Task item – Up to and including the line that contains "plugin of a run", return every line from the start of the data, unchanged.

[Records from a collection]
[Start of section]

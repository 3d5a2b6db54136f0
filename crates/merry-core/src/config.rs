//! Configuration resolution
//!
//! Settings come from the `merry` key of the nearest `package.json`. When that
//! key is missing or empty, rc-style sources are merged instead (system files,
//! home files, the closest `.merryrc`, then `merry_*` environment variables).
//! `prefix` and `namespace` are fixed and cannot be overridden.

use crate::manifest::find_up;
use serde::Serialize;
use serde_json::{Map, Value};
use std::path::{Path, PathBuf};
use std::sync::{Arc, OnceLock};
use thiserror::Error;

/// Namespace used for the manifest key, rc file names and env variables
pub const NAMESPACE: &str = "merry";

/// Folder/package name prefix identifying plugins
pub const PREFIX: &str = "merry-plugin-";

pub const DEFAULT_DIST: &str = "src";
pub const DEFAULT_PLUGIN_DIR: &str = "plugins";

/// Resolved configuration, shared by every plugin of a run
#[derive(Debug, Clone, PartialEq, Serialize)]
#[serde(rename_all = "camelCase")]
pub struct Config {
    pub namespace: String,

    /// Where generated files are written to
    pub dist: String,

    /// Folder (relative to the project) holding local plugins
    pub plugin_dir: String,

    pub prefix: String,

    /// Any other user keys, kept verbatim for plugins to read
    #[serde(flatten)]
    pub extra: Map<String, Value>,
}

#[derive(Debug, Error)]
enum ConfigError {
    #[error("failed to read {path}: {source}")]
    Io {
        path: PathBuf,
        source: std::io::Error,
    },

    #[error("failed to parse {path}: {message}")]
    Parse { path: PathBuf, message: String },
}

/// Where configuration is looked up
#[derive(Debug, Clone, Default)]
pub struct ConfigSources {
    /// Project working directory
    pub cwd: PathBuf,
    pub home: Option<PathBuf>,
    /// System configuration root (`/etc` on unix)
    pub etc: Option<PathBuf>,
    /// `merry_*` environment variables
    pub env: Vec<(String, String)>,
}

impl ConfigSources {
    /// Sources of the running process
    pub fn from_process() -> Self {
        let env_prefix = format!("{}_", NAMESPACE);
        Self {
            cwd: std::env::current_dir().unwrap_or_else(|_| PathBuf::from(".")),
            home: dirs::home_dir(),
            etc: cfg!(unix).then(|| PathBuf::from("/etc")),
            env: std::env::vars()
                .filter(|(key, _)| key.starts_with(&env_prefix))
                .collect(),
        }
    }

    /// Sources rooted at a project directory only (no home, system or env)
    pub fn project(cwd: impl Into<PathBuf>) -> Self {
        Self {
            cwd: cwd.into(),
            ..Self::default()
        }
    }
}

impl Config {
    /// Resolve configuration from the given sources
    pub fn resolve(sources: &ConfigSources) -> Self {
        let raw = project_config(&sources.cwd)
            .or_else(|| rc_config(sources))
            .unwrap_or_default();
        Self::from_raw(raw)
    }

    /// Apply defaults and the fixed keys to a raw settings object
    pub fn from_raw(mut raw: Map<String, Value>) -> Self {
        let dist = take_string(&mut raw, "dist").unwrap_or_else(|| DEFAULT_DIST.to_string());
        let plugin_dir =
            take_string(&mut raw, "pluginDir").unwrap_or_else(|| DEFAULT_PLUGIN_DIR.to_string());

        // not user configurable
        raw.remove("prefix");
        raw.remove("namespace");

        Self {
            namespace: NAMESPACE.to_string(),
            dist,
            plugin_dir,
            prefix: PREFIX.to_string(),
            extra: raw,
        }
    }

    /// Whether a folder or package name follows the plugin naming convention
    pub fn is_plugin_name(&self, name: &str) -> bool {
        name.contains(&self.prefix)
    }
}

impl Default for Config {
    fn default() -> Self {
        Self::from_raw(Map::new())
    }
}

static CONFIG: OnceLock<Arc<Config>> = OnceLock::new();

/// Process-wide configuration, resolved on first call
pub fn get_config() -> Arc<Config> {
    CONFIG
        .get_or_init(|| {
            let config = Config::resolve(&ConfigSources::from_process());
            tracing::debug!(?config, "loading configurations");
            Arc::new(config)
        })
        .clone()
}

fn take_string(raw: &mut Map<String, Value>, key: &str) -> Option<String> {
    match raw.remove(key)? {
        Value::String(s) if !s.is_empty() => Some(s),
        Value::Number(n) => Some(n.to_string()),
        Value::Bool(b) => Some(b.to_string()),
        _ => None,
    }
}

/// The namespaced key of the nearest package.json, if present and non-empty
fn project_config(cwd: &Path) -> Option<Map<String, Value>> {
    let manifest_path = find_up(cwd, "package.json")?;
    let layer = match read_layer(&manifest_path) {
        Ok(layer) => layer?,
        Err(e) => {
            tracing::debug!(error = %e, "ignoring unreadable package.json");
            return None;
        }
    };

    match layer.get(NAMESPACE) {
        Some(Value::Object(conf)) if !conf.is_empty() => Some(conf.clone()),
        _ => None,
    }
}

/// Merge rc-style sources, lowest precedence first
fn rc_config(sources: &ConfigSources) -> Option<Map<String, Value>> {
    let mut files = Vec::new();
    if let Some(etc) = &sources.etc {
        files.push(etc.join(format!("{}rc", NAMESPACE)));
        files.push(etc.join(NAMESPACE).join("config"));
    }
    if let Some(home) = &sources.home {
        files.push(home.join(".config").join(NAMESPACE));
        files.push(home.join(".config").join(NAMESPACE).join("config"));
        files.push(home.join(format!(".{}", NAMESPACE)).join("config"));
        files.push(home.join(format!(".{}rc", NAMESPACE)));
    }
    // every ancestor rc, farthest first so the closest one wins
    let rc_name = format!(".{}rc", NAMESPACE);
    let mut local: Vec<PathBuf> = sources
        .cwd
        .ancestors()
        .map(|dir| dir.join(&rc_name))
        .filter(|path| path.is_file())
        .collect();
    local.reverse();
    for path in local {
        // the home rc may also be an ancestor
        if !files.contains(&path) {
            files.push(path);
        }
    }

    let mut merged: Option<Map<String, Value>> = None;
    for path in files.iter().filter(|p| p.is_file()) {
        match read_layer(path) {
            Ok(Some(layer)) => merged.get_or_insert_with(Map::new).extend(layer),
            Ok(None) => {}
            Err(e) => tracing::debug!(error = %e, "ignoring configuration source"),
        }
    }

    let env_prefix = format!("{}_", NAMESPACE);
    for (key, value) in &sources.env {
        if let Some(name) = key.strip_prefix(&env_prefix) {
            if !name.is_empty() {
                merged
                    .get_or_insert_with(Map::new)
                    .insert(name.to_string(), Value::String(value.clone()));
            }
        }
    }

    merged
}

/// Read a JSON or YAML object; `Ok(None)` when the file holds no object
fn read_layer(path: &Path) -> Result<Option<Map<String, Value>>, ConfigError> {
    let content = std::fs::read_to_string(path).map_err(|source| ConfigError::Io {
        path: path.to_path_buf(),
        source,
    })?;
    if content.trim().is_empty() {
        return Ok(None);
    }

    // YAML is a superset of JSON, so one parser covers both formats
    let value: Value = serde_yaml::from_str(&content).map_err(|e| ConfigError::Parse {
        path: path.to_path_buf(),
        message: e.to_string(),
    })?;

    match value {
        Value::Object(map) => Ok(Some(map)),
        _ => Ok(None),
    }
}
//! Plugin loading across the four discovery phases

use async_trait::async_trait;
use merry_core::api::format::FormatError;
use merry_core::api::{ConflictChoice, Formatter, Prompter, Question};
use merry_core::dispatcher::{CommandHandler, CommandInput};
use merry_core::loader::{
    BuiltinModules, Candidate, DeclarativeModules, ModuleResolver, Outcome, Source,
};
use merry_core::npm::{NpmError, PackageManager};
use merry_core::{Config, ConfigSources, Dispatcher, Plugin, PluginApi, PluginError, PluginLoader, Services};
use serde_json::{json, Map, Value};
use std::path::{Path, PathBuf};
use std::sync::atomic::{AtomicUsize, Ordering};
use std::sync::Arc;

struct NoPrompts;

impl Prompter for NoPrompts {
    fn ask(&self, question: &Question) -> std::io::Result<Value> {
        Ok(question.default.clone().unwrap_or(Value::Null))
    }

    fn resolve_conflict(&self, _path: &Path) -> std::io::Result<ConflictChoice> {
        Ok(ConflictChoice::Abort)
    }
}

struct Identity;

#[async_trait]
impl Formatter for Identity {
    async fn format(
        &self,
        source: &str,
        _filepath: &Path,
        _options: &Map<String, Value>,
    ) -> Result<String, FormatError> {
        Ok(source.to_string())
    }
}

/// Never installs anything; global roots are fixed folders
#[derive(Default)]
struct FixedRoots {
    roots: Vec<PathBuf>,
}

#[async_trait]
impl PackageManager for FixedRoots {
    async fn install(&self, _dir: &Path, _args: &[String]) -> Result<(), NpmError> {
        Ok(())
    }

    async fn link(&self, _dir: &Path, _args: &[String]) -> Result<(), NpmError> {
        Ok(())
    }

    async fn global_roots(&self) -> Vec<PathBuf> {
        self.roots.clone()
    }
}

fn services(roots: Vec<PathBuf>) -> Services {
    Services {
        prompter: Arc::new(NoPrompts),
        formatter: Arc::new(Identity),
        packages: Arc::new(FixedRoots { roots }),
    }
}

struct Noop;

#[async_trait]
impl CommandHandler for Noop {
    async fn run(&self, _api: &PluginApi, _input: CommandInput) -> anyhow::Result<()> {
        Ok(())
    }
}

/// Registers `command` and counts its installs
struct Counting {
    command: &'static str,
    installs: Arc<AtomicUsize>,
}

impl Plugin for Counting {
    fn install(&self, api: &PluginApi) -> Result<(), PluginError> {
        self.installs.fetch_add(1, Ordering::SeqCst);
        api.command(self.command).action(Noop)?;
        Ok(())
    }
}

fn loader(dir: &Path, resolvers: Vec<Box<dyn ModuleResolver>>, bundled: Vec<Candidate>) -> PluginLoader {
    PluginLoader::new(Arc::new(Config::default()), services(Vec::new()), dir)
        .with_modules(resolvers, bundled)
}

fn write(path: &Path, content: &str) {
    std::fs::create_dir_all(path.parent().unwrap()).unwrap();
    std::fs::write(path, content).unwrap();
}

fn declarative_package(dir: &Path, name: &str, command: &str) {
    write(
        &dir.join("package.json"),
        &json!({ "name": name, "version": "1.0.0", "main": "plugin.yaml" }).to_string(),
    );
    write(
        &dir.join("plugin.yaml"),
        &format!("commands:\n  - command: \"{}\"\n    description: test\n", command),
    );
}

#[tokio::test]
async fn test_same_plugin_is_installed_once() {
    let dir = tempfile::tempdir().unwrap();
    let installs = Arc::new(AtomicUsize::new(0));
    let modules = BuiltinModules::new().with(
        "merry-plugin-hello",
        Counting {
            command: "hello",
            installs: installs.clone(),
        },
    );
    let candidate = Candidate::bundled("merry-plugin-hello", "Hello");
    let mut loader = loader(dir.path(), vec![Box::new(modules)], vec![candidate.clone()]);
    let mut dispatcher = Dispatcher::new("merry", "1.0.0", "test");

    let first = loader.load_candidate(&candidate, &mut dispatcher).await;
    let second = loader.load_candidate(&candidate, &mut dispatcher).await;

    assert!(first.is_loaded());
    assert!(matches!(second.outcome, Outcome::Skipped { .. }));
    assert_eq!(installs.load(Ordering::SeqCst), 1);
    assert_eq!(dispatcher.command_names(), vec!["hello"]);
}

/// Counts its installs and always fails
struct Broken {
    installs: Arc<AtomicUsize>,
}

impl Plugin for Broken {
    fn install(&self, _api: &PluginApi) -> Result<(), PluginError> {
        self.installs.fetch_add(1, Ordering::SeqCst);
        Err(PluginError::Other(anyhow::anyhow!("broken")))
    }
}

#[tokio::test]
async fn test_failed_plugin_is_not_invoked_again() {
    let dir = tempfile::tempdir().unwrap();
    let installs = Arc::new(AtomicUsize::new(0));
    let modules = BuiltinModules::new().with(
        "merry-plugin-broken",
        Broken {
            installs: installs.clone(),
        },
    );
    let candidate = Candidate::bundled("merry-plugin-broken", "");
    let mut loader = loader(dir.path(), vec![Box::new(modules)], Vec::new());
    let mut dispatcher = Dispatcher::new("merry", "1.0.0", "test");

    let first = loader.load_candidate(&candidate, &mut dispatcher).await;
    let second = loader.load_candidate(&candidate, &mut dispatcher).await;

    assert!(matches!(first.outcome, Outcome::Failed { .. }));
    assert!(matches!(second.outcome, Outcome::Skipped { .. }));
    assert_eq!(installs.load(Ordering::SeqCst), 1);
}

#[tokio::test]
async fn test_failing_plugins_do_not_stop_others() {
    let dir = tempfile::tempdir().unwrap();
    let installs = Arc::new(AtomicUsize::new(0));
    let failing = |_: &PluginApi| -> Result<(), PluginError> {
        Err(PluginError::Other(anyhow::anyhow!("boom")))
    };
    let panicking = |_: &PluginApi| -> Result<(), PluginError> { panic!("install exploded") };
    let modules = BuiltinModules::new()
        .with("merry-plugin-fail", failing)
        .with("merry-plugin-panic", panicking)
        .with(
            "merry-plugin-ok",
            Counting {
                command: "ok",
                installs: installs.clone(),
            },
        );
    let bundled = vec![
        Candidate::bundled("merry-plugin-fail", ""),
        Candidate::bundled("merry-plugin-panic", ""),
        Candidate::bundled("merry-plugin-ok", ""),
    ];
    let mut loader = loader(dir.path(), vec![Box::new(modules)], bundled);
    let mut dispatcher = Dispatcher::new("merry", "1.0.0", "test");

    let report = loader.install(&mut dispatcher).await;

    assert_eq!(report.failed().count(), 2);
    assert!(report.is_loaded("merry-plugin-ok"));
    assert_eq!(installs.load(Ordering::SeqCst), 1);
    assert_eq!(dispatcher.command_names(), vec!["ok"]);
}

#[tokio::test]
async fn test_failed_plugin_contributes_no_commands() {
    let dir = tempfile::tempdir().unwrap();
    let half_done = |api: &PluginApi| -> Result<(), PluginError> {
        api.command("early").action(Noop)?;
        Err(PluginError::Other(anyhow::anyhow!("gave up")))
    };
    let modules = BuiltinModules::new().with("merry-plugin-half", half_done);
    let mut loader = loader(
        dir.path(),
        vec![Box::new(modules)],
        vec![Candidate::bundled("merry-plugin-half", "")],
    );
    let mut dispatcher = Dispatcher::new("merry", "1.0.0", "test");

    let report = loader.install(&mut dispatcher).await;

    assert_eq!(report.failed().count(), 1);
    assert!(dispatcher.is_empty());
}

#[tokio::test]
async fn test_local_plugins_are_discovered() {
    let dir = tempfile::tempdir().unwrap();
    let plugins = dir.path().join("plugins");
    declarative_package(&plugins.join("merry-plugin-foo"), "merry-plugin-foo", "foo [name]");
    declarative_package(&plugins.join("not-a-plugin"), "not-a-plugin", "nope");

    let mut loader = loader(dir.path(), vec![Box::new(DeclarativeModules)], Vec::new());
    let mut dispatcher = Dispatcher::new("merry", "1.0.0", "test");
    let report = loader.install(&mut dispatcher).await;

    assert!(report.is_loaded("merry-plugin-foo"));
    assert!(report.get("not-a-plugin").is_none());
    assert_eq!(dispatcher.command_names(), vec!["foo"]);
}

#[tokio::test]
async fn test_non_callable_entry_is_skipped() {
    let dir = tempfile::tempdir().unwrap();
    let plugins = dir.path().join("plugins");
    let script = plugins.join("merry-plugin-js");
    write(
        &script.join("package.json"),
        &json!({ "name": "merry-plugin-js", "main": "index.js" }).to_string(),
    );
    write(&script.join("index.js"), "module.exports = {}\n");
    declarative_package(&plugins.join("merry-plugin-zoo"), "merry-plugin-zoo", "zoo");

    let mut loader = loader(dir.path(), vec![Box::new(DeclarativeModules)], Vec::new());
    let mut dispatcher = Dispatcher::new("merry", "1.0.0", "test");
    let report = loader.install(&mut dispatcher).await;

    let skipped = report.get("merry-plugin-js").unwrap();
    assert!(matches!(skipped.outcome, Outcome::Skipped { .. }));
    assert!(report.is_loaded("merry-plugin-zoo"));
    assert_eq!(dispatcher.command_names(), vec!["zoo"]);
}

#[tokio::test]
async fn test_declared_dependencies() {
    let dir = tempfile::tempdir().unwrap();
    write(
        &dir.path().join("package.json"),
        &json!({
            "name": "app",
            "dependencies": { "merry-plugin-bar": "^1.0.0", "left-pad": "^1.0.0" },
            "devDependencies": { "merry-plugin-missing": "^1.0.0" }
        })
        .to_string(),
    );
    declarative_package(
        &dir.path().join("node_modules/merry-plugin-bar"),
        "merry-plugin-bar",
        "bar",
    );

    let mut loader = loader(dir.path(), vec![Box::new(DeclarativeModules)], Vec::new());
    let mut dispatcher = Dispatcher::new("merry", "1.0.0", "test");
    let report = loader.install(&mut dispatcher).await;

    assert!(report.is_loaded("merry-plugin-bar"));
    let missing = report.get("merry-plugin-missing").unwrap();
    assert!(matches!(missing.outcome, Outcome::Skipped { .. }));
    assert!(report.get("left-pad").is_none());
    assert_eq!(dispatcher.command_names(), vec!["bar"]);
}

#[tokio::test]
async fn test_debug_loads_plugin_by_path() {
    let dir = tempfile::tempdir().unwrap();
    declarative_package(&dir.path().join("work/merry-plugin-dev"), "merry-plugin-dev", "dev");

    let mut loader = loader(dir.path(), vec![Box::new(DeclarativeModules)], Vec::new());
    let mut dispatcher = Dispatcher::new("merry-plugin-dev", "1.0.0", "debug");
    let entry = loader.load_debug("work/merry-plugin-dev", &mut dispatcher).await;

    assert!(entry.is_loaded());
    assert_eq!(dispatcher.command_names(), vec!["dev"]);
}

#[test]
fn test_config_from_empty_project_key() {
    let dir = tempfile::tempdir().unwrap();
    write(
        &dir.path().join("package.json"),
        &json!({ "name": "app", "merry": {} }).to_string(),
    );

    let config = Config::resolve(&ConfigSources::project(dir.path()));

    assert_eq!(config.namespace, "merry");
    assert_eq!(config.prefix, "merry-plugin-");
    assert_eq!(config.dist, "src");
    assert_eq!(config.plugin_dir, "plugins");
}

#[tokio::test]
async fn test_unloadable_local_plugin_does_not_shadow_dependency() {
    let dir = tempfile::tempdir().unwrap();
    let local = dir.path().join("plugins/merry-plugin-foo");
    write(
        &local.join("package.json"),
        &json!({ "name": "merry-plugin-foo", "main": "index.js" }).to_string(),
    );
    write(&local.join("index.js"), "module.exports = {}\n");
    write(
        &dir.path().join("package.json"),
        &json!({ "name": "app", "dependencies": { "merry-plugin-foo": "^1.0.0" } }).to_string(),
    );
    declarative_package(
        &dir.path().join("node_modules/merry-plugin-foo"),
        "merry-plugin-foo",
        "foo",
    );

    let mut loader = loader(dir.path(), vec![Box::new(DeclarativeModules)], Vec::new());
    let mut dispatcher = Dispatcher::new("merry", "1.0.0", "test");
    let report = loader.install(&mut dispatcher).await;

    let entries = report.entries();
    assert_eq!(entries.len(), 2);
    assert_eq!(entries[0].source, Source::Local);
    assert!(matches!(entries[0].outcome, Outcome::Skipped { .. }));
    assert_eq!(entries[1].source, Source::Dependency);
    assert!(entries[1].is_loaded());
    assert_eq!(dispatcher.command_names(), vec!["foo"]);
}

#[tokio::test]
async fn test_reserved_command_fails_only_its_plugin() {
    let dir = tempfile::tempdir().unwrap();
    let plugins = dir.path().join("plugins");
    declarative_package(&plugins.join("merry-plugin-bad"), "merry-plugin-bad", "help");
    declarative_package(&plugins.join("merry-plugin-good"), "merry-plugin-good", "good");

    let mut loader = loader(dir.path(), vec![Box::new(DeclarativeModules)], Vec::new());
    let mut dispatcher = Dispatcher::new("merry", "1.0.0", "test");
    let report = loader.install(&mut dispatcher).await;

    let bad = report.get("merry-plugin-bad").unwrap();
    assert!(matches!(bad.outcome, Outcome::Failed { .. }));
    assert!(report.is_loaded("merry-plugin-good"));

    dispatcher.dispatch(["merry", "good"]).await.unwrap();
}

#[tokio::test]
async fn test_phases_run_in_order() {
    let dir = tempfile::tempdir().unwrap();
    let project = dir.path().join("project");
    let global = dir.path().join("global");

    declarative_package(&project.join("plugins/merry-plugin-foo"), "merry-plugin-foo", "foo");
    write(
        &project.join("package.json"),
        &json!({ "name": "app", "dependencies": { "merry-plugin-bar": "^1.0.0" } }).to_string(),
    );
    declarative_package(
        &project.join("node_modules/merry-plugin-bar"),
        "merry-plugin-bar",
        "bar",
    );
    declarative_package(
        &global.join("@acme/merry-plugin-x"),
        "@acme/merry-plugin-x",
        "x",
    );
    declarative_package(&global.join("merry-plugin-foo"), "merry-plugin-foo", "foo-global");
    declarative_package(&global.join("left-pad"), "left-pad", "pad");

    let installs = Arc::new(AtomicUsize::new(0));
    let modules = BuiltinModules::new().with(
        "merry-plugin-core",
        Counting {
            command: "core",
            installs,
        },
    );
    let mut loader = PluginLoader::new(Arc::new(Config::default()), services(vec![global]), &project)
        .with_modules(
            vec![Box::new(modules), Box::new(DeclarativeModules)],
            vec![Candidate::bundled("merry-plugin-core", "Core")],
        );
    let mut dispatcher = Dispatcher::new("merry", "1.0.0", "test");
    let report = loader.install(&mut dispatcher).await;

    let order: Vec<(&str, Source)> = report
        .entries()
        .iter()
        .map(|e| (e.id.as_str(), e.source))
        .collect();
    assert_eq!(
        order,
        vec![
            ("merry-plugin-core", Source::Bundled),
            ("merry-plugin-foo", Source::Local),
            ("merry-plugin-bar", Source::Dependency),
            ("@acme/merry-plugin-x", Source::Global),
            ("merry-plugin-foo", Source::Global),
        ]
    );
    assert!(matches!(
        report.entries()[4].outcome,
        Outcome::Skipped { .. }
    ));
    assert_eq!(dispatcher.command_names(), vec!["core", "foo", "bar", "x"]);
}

[End of section]

The completed task –
repository 3d5a2b6db54136f0
filename crates/merry-core/src/config.rs
//! Configuration resolution
//!
//! Settings come from the `merry` key of the nearest `package.json`. When that
//! key is missing or empty, rc-style sources are merged instead (system files,
//! home files, the closest `.merryrc`, then `merry_*` environment variables).
//! `prefix` and `namespace` are fixed and cannot be overridden.

use crate::manifest::find_up;
use serde::Serialize;
use serde_json::{Map, Value};
use std::path::{Path, PathBuf};
use std::sync::{Arc, OnceLock};
use thiserror::Error;

/// Namespace used for the manifest key, rc file names and env variables
pub const NAMESPACE: &str = "merry";

/// Folder/package name prefix identifying plugins
pub const PREFIX: &str = "merry-plugin-";

pub const DEFAULT_DIST: &str = "src";
pub const DEFAULT_PLUGIN_DIR: &str = "plugins";

/// Resolved configuration, shared by every plugin of a run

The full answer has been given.